Let's take a look at the changes that cloud native has brought to us. I summarize the biggest changes brought about by cloud native into four main points and two major aspects.
The four main points are the four characteristics of DevOps, continuous delivery, microservices, and containers. The two aspects are service deployment and service governance. Of course, it also has an overall system summary of 12 elements.
Today's focus is on service deployment and service governance.
Under the wave of cloud native, how do we deal with service deployment and service governance?
First of all, we use AI and cloud-native service deployment, that is, through K8S, plus a resource virtualization, resource pooling and other technologies, to solve the order-of-magnitude growth demand of AI services for various hardware resources.
Second, AI services are organically combined with cloud-native service governance. Through the technology of service governance, including service discovery, HPA, load balancing, etc., it can solve the requirement of AI service for the SLA of 5 nines.

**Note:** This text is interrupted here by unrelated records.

//! `sdns://` server stamps.
//!
//! A stamp is a base64url blob describing one upstream: protocol id,
//! informal properties, endpoint address and the material needed to
//! authenticate it (a pinned Ed25519 provider key for DNSCrypt, optional
//! certificate hashes for DoH).

use crate::ProtoError;
use base64::engine::general_purpose::URL_SAFE_NO_PAD;
use base64::Engine as _;
use std::net::{IpAddr, SocketAddr};
use std::str::FromStr;

const SCHEME: &str = "sdns://";
const PROTO_DNSCRYPT: u8 = 0x01;
const PROTO_DOH: u8 = 0x02;
const DEFAULT_PORT: u16 = 443;

#[derive(Debug, Clone)]
pub struct DnsCryptStamp {
    pub props: u64,
    pub addr: SocketAddr,
    pub provider_pk: [u8; 32],
    pub provider_name: String,
}

#[derive(Debug, Clone)]
pub struct DohStamp {
    pub props: u64,
    pub addr: Option<SocketAddr>,
    pub hashes: Vec<Vec<u8>>,
    pub hostname: String,
    pub port: u16,
    pub path: String,
}

#[derive(Debug, Clone)]
pub enum Stamp {
    DnsCrypt(DnsCryptStamp),
    Doh(DohStamp),
}

struct Reader<'a> {
    buf: &'a [u8],
    pos: usize,
}

impl<'a> Reader<'a> {
    fn new(buf: &'a [u8]) -> Self {
        Reader { buf, pos: 0 }
    }

    fn read_u8(&mut self) -> Result<u8, ProtoError> {
        let byte = *self.buf.get(self.pos).ok_or(ProtoError::BadStamp("unexpected end of stamp"))?;
        self.pos += 1;
        Ok(byte)
    }

    fn read_u64_le(&mut self) -> Result<u64, ProtoError> {
        let bytes = self
            .buf
            .get(self.pos..self.pos + 8)
            .ok_or(ProtoError::BadStamp("unexpected end of stamp"))?;
        self.pos += 8;
        Ok(u64::from_le_bytes(bytes.try_into().unwrap()))
    }

    fn read_lp(&mut self) -> Result<&'a [u8], ProtoError> {
        let len = self.read_u8()? as usize;
        let bytes = self
            .buf
            .get(self.pos..self.pos + len)
            .ok_or(ProtoError::BadStamp("length prefix runs past the end"))?;
        self.pos += len;
        Ok(bytes)
    }

    /// Sequence of length-prefixed items; the high bit of each length
    /// byte flags that more items follow.
    fn read_vlp(&mut self) -> Result<Vec<Vec<u8>>, ProtoError> {
        let mut items = Vec::new();
        loop {
            let len_byte = self.read_u8()?;
            let len = (len_byte & 0x7f) as usize;
            let bytes = self
                .buf
                .get(self.pos..self.pos + len)
                .ok_or(ProtoError::BadStamp("length prefix runs past the end"))?;
            self.pos += len;
            if !bytes.is_empty() {
                items.push(bytes.to_vec());
            }
            if len_byte & 0x80 == 0 {
                return Ok(items);
            }
        }
    }
}

fn lp_str(bytes: &[u8]) -> Result<String, ProtoError> {
    String::from_utf8(bytes.to_vec()).map_err(|_| ProtoError::BadStamp("string field is not UTF-8"))
}

/// Parses `host[:port]`, accepting bracketed IPv6 literals.
fn parse_addr(s: &str, default_port: u16) -> Result<SocketAddr, ProtoError> {
    if let Ok(addr) = SocketAddr::from_str(s) {
        return Ok(addr);
    }
    if let Some(stripped) = s.strip_prefix('[').and_then(|s| s.strip_suffix(']')) {
        if let Ok(ip) = IpAddr::from_str(stripped) {
            return Ok(SocketAddr::new(ip, default_port));
        }
    }
    if let Ok(ip) = IpAddr::from_str(s) {
        return Ok(SocketAddr::new(ip, default_port));
    }
    Err(ProtoError::BadStamp("endpoint address is not an IP address"))
}

/// Splits a hostname field into name and optional port.
fn parse_hostname(s: &str, default_port: u16) -> Result<(String, u16), ProtoError> {
    if s.is_empty() {
        return Err(ProtoError::BadStamp("empty hostname"));
    }
    if let Some(stripped) = s.strip_prefix('[') {
        // Bracketed IPv6, possibly with a port after the bracket
        let (host, rest) = stripped
            .split_once(']')
            .ok_or(ProtoError::BadStamp("unterminated IPv6 literal"))?;
        let port = match rest.strip_prefix(':') {
            Some(port) => port.parse().map_err(|_| ProtoError::BadStamp("invalid port"))?,
            None => default_port,
        };
        return Ok((host.to_string(), port));
    }
    match s.rsplit_once(':') {
        Some((host, port)) if !host.contains(':') => {
            let port = port.parse().map_err(|_| ProtoError::BadStamp("invalid port"))?;
            Ok((host.to_string(), port))
        }
        _ => Ok((s.to_string(), default_port)),
    }
}

impl FromStr for Stamp {
    type Err = ProtoError;

    fn from_str(s: &str) -> Result<Self, Self::Err> {
        let encoded = s.strip_prefix(SCHEME).ok_or(ProtoError::BadStamp("missing sdns:// scheme"))?;
        let decoded = URL_SAFE_NO_PAD
            .decode(encoded)
            .map_err(|_| ProtoError::BadStamp("invalid base64"))?;
        let mut reader = Reader::new(&decoded);

        match reader.read_u8()? {
            PROTO_DNSCRYPT => {
                let props = reader.read_u64_le()?;
                let addr = parse_addr(&lp_str(reader.read_lp()?)?, DEFAULT_PORT)?;
                let pk = reader.read_lp()?;
                let provider_pk: [u8; 32] = pk
                    .try_into()
                    .map_err(|_| ProtoError::BadStamp("provider key must be 32 bytes"))?;
                let provider_name = lp_str(reader.read_lp()?)?;
                Ok(Stamp::DnsCrypt(DnsCryptStamp {
                    props,
                    addr,
                    provider_pk,
                    provider_name,
                }))
            }
            PROTO_DOH => {
                let props = reader.read_u64_le()?;
                let addr_field = lp_str(reader.read_lp()?)?;
                let hashes = reader.read_vlp()?;
                let (hostname, port) = parse_hostname(&lp_str(reader.read_lp()?)?, DEFAULT_PORT)?;
                let path = lp_str(reader.read_lp()?)?;
                let addr = if addr_field.is_empty() {
                    None
                } else {
                    Some(parse_addr(&addr_field, port)?)
                };
                Ok(Stamp::Doh(DohStamp {
                    props,
                    addr,
                    hashes,
                    hostname,
                    port,
                    path,
                }))
            }
            _ => Err(ProtoError::BadStamp("unsupported protocol id")),
        }
    }
}

impl Stamp {
    /// TXT bootstrap name for DNSCrypt providers, with the conventional
    /// prefix added when the stamp carries a bare provider name.
    pub fn provider_query_name(&self) -> Option<String> {
        match self {
            Stamp::DnsCrypt(stamp) => {
                let name = stamp.provider_name.trim_end_matches('.');
                if name.starts_with("2.dnscrypt-cert.") {
                    Some(name.to_string())
                } else {
                    Some(format!("2.dnscrypt-cert.{}", name))
                }
            }
            Stamp::Doh(_) => None,
        }
    }
}

#[cfg(test)]
mod tests {
    use super::*;

    fn push_lp(out: &mut Vec<u8>, bytes: &[u8]) {
        out.push(bytes.len() as u8);
        out.extend_from_slice(bytes);
    }

    fn encode(raw: &[u8]) -> String {
        format!("{}{}", SCHEME, URL_SAFE_NO_PAD.encode(raw))
    }

    fn dnscrypt_stamp(addr: &str, provider: &str) -> String {
        let mut raw = vec![PROTO_DNSCRYPT];
        raw.extend_from_slice(&1u64.to_le_bytes());
        push_lp(&mut raw, addr.as_bytes());
        push_lp(&mut raw, &[0xaa; 32]);
        push_lp(&mut raw, provider.as_bytes());
        encode(&raw)
    }

    #[test]
    fn dnscrypt_stamp_roundtrip() {
        let stamp: Stamp = dnscrypt_stamp("198.51.100.3:8443", "example-resolver").parse().unwrap();
        let Stamp::DnsCrypt(stamp) = &stamp else {
            panic!("expected a DNSCrypt stamp");
        };
        assert_eq!(stamp.addr, "198.51.100.3:8443".parse().unwrap());
        assert_eq!(stamp.provider_pk, [0xaa; 32]);
        assert_eq!(stamp.provider_name, "example-resolver");
    }

    #[test]
    fn provider_query_name_gets_prefixed() {
        let stamp: Stamp = dnscrypt_stamp("198.51.100.3:8443", "example-resolver").parse().unwrap();
        assert_eq!(
            stamp.provider_query_name().unwrap(),
            "2.dnscrypt-cert.example-resolver"
        );

        let stamp: Stamp = dnscrypt_stamp("198.51.100.3:8443", "2.dnscrypt-cert.example-resolver")
            .parse()
            .unwrap();
        assert_eq!(
            stamp.provider_query_name().unwrap(),
            "2.dnscrypt-cert.example-resolver"
        );
    }

    #[test]
    fn dnscrypt_addr_without_port_defaults_to_443() {
        let stamp: Stamp = dnscrypt_stamp("198.51.100.3", "example").parse().unwrap();
        let Stamp::DnsCrypt(stamp) = &stamp else {
            panic!("expected a DNSCrypt stamp");
        };
        assert_eq!(stamp.addr.port(), 443);
    }

    #[test]
    fn doh_stamp_roundtrip() {
        let mut raw = vec![PROTO_DOH];
        raw.extend_from_slice(&5u64.to_le_bytes());
        push_lp(&mut raw, b"203.0.113.7");
        // two pinned hashes
        raw.push(0x80 | 4);
        raw.extend_from_slice(&[1, 2, 3, 4]);
        raw.push(4);
        raw.extend_from_slice(&[5, 6, 7, 8]);
        push_lp(&mut raw, b"doh.example.com");
        push_lp(&mut raw, b"/dns-query");

        let stamp: Stamp = encode(&raw).parse().unwrap();
        let Stamp::Doh(doh) = &stamp else {
            panic!("expected a DoH stamp");
        };
        assert_eq!(doh.addr, Some("203.0.113.7:443".parse().unwrap()));
        assert_eq!(doh.hashes, vec![vec![1, 2, 3, 4], vec![5, 6, 7, 8]]);
        assert_eq!(doh.hostname, "doh.example.com");
        assert_eq!(doh.port, 443);
        assert_eq!(doh.path, "/dns-query");
        assert!(stamp.provider_query_name().is_none());
    }

    #[test]
    fn doh_hostname_may_carry_a_port() {
        let mut raw = vec![PROTO_DOH];
        raw.extend_from_slice(&0u64.to_le_bytes());
        push_lp(&mut raw, b"");
        raw.push(0);
        push_lp(&mut raw, b"doh.example.com:8443");
        push_lp(&mut raw, b"/dns-query");

        let stamp: Stamp = encode(&raw).parse().unwrap();
        let Stamp::Doh(stamp) = &stamp else {
            panic!("expected a DoH stamp");
        };
        assert_eq!(stamp.addr, None);
        assert_eq!(stamp.hostname, "doh.example.com");
        assert_eq!(stamp.port, 8443);
    }

    #[test]
    fn malformed_stamps_are_rejected() {
        assert!(Stamp::from_str("https://not-a-stamp").is_err());
        assert!(Stamp::from_str("sdns://!!!").is_err());
        // Unknown protocol id
        let raw = vec![0x7f];
        assert_eq!(
            Stamp::from_str(&encode(&raw)).unwrap_err(),
            ProtoError::BadStamp("unsupported protocol id")
        );
        // Truncated key
        let mut raw = vec![PROTO_DNSCRYPT];
        raw.extend_from_slice(&0u64.to_le_bytes());
        push_lp(&mut raw, b"192.0.2.1:443");
        push_lp(&mut raw, &[0xaa; 16]);
        push_lp(&mut raw, b"example");
        assert_eq!(
            Stamp::from_str(&encode(&raw)).unwrap_err(),
            ProtoError::BadStamp("provider key must be 32 bytes")
        );
    }
}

Cloud-native deployment of AI services
The first point is to talk about how to combine AI with cloud-native service deployment.
First, let’s take a look at what are the characteristics of service deployment in the AI era?

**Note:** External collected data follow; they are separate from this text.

mod cert;
mod dnscrypt;
mod error;
mod stamp;
mod wire;

pub use cert::{select_certificate, Certificate, CERT_MAGIC, ES_VERSION_XCHACHA20, ES_VERSION_XSALSA20};
pub use dnscrypt::{
    decrypt_response, encrypt_query, generate_keypair, open_query, seal_response, Cipher, SharedKey,
    CLIENT_MAGIC_SIZE, HALF_NONCE_SIZE, NONCE_SIZE, PUBLIC_KEY_SIZE, QUERY_OVERHEAD, RESOLVER_MAGIC,
    RESPONSE_OVERHEAD, TAG_SIZE,
};
pub use error::ProtoError;
pub use stamp::{DnsCryptStamp, DohStamp, Stamp};
pub use wire::{
    ancount, build_query, has_tc_flag, is_response, prefix_with_size, qdcount, qname, qtype, rcode, refused_response,
    set_tid, synthetic_answer, tid, truncated_response, txt_records, QTYPE_A, QTYPE_AAAA, QTYPE_TXT, RCODE_NOERROR,
    RCODE_NXDOMAIN, RCODE_REFUSED, RCODE_SERVFAIL,
};

// Key types used across the crate boundary
pub use crypto_box::{PublicKey, SecretKey};
pub use ed25519_dalek::VerifyingKey;

/// DNS header size per RFC 1035
pub const DNS_HEADER_SIZE: usize = 12;
/// Shortest well-formed DNS message: header plus a question for the root name
pub const MIN_DNS_PACKET_SIZE: usize = DNS_HEADER_SIZE + 5;
/// Upper bound on any packet handled by the proxy
pub const MAX_DNS_PACKET_SIZE: usize = 4096;
/// Largest cleartext response delivered to a UDP client before truncation kicks in
pub const MAX_DNS_UDP_PACKET_SIZE: usize = 1252;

The first is a contradiction between hardware resource requirements and cost increases. The demand for hardware for AI services has increased by orders of magnitude, but the hardware budget has not increased by orders of magnitude.
Second, AI services have diverse hardware requirements. For example, high GPU requirements, high CPU requirements, high memory requirements, and even some mixed requirements.
Third, AI services require isolation of resources. Each AI service can use these resources independently without interfering with each other.
Fourth, AI services can require resource pooling. The AI service does not need to perceive the specific configuration of the machine. Once all resources are pooled, resource fragmentation can be reduced and utilization can be improved.
Finally, AI services have requests for bursty resources. Because the traffic is unpredictable, enterprises need to maintain the ability to expand the resource pool at any time.
What is our solution?
First, we use Docker's virtualization technology to isolate resources.
Then use GPU sharing technology to pool resources such as GPU, memory, and CPU, and then manage the entire resource in a unified manner.
Finally, use K8S resources, including technical features such as taints and tolerances, to achieve flexible configuration of services.
In addition, it is recommended that you buy some high-configuration machines. These high-configuration machines are mainly to further reduce fragmentation.
Of course, it is also necessary to monitor the entire cluster hardware, and make full use of ECS's various complex time-rule scheduling features (cron in the figure below is a time-based job scheduling task) to deal with peak traffic.
Next, let's take a closer look at how TAL's AI middle platform solves these AI deployment problems.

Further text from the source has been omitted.